• **TASK GOAL**
Throughout the records below, find each line holding "append" and copy it.

• **PROVIDED RECORDS**
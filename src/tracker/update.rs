//! One update cycle for one contest.
//!
//! fetch → stacks → change velocity → leverage → in-memory apply →
//! durable append → cache write-through → trend samples.
//!
//! Only the fetch can abort a cycle. Persistence and cache failures are
//! logged and counted, and the in-memory state still moves forward so
//! live reads stay correct.

use chrono::{DateTime, Utc};
use std::collections::HashMap;
use std::future::Future;
use std::sync::Arc;
use std::time::{Duration, Instant};
use tracing::{debug, warn};
use uuid::Uuid;

use super::state::ContestHandle;
use super::stats::TrackingMetrics;
use crate::cache::{self, Cache};
use crate::clock::Clock;
use crate::config::TrackerConfig;
use crate::leverage::LeverageCalculator;
use crate::sources::OwnershipSource;
use crate::stacks::StackPolicy;
use crate::storage::SnapshotStore;
use crate::trends::predict::hours_between;
use crate::trends::TrendAnalyzer;
use crate::types::{
    OwnershipMap, OwnershipSnapshot, PlayerId, TrackerError, TrackerResult,
};

/// Everything a cycle needs, shared by all update tasks.
pub(crate) struct UpdateContext {
    pub config: TrackerConfig,
    pub source: Arc<dyn OwnershipSource>,
    pub leverage: Arc<dyn LeverageCalculator>,
    pub stacks: Arc<dyn StackPolicy>,
    pub cache: Arc<dyn Cache>,
    pub store: Arc<dyn SnapshotStore>,
    pub analyzer: Arc<TrendAnalyzer>,
    pub clock: Arc<dyn Clock>,
    pub metrics: Arc<TrackingMetrics>,
}

/// What happened to the side effects of a completed cycle.
#[derive(Debug, Clone)]
pub struct UpdateOutcome {
    pub snapshot: OwnershipSnapshot,
    pub persisted: bool,
    pub cached: bool,
}

/// Run `fut` under a deadline, mapping expiry to `TrackerError::Timeout`.
pub(crate) async fn with_timeout<T, F>(operation: &str, limit: Duration, fut: F) -> TrackerResult<T>
where
    F: Future<Output = TrackerResult<T>>,
{
    match tokio::time::timeout(limit, fut).await {
        Ok(result) => result,
        Err(_) => Err(TrackerError::Timeout {
            operation: operation.to_string(),
            timeout_ms: u64::try_from(limit.as_millis()).unwrap_or(u64::MAX),
        }),
    }
}

/// Percentage points per hour for every player in `current`, against the
/// previous snapshot. New players and zero elapsed time give 0.
pub fn change_velocity(
    current: &OwnershipMap,
    now: DateTime<Utc>,
    previous: Option<&OwnershipSnapshot>,
) -> HashMap<PlayerId, f64> {
    let Some(prev) = previous else {
        return current.keys().map(|p| (p.clone(), 0.0)).collect();
    };
    let hours = hours_between(prev.timestamp, now);

    current
        .iter()
        .map(|(player, pct)| {
            let v = match prev.ownership.get(player) {
                Some(before) if hours > 0.0 => (pct - before) / hours,
                _ => 0.0,
            };
            (player.clone(), v)
        })
        .collect()
}

pub(crate) async fn cache_snapshot(ctx: &UpdateContext, snapshot: &OwnershipSnapshot) -> TrackerResult<()> {
    let bytes = serde_json::to_vec(snapshot)?;
    with_timeout(
        "cache set",
        ctx.config.external_call_timeout(),
        ctx.cache.set(
            &cache::current_key(&snapshot.contest_id),
            bytes,
            ctx.config.current_cache_ttl(),
        ),
    )
    .await
}

/// Run one full cycle. The caller holds the contest's in-flight guard.
pub(crate) async fn run_update(ctx: &UpdateContext, handle: &ContestHandle) -> TrackerResult<UpdateOutcome> {
    let started = Instant::now();
    let contest_id = &handle.contest_id;
    let timeout = ctx.config.external_call_timeout();

    let fetch = with_timeout(
        "ownership fetch",
        timeout,
        ctx.source.fetch_ownership(contest_id),
    )
    .await?;
    let now = ctx.clock.now();

    let stack_ownership = ctx.stacks.stack_ownership(&fetch.ownership);

    let (lock_time, velocity) = {
        let state = handle.state.read().await;
        (
            state.lock_time,
            change_velocity(&fetch.ownership, now, state.latest()),
        )
    };

    let leverage_scores = ctx
        .leverage
        .calculate_leverage_scores(&fetch.ownership, fetch.total_entries);

    let snapshot = OwnershipSnapshot {
        id: Uuid::new_v4(),
        contest_id: contest_id.clone(),
        timestamp: now,
        ownership: fetch.ownership,
        stack_ownership,
        total_entries: fetch.total_entries,
        time_to_lock_secs: (lock_time - now).num_seconds().max(0),
        change_velocity: velocity,
        leverage_scores,
    };

    handle.state.write().await.apply(snapshot.clone());
    ctx.metrics.record_snapshot();

    let persisted = match with_timeout("snapshot append", timeout, ctx.store.append(&snapshot)).await {
        Ok(()) => true,
        Err(e) => {
            ctx.metrics.record_error();
            warn!(contest_id = %contest_id, error = %e, "Snapshot not persisted; live state still updated");
            false
        }
    };

    let cached = match cache_snapshot(ctx, &snapshot).await {
        Ok(()) => true,
        Err(e) => {
            ctx.metrics.record_error();
            warn!(contest_id = %contest_id, error = %e, "Cache write-through failed");
            false
        }
    };

    if !handle.is_retired() {
        ctx.analyzer
            .update_trends(contest_id, &snapshot.ownership, now, snapshot.total_entries)
            .await;
    }

    let elapsed = started.elapsed();
    ctx.metrics.record_update_latency(elapsed);
    debug!(
        contest_id = %contest_id,
        players = snapshot.ownership.len(),
        stacks = snapshot.stack_ownership.len(),
        persisted,
        cached,
        latency_ms = elapsed.as_millis() as u64,
        "Ownership cycle complete"
    );

    Ok(UpdateOutcome {
        snapshot,
        persisted,
        cached,
    })
}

• **YOUR RESPONSE**
//! durable append → cache write-through → trend samples.
    let persisted = match with_timeout("snapshot append", timeout, ctx.store.append(&snapshot)).await {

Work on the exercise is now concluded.